▶ Dataset entries

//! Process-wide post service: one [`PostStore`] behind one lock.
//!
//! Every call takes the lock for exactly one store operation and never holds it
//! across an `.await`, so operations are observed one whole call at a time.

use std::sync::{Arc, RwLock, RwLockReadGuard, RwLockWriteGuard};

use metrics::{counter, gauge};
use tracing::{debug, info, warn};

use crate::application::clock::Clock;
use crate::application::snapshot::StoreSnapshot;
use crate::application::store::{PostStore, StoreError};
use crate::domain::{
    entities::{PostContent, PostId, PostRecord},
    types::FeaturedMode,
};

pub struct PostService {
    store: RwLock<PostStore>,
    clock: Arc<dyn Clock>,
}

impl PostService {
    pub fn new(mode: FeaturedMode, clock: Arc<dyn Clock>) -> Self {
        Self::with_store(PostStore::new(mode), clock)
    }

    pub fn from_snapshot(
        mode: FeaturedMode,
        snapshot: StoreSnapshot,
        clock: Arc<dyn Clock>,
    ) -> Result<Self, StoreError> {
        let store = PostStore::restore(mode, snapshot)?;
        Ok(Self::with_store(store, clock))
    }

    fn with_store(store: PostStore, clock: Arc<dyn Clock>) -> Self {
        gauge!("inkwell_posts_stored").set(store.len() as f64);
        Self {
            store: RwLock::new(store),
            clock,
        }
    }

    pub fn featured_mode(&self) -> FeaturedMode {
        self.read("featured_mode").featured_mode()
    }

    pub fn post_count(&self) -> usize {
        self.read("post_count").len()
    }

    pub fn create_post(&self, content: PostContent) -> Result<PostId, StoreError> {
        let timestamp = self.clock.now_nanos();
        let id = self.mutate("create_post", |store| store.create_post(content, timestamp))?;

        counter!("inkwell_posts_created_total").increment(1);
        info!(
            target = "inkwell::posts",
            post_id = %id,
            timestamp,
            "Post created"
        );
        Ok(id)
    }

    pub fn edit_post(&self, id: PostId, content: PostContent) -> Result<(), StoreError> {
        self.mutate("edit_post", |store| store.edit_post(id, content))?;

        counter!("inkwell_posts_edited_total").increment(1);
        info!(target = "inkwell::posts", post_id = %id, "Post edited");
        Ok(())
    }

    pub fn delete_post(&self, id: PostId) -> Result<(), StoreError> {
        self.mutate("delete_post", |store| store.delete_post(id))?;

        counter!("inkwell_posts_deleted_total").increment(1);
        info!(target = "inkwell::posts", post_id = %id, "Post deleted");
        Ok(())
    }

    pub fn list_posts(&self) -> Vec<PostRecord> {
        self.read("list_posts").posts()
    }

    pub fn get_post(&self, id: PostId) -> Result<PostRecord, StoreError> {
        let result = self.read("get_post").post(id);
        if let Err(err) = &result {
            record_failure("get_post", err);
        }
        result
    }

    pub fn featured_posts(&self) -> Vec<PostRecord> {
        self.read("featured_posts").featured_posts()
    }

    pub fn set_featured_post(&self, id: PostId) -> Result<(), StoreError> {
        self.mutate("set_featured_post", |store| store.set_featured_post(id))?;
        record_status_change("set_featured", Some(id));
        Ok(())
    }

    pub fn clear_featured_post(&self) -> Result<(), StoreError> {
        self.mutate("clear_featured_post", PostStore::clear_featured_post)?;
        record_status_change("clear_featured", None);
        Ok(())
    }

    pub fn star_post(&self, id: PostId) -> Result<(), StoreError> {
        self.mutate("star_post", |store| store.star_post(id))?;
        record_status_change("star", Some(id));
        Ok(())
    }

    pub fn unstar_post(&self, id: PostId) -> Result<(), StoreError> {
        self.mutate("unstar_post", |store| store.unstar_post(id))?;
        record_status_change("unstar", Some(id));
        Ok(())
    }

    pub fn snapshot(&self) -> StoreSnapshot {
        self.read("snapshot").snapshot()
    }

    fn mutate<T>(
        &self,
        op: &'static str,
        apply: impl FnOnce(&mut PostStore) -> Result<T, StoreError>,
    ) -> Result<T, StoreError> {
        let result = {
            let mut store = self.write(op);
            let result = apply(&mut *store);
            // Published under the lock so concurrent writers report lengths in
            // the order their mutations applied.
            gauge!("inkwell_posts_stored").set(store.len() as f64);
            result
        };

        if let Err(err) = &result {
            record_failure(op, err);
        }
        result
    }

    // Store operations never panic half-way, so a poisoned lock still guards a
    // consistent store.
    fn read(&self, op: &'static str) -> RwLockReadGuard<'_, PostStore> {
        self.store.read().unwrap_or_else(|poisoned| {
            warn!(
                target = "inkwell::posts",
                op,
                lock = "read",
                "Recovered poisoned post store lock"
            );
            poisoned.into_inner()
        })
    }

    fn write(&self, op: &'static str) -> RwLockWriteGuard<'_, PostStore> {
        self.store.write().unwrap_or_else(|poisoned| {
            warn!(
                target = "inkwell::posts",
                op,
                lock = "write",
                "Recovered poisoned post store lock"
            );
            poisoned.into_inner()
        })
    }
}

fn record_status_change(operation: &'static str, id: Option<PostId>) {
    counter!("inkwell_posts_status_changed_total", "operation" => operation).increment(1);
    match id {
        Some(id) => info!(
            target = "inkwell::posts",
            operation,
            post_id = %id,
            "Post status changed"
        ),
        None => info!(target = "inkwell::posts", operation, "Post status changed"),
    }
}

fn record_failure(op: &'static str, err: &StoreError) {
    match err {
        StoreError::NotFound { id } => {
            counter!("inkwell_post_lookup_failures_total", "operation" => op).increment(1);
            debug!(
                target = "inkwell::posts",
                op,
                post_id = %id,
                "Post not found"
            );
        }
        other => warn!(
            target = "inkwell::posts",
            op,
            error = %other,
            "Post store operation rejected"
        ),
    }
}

▶ What is expected
In how many lines of the data above does the word "operations" occur? Only the number is wanted.

▶ Reply
2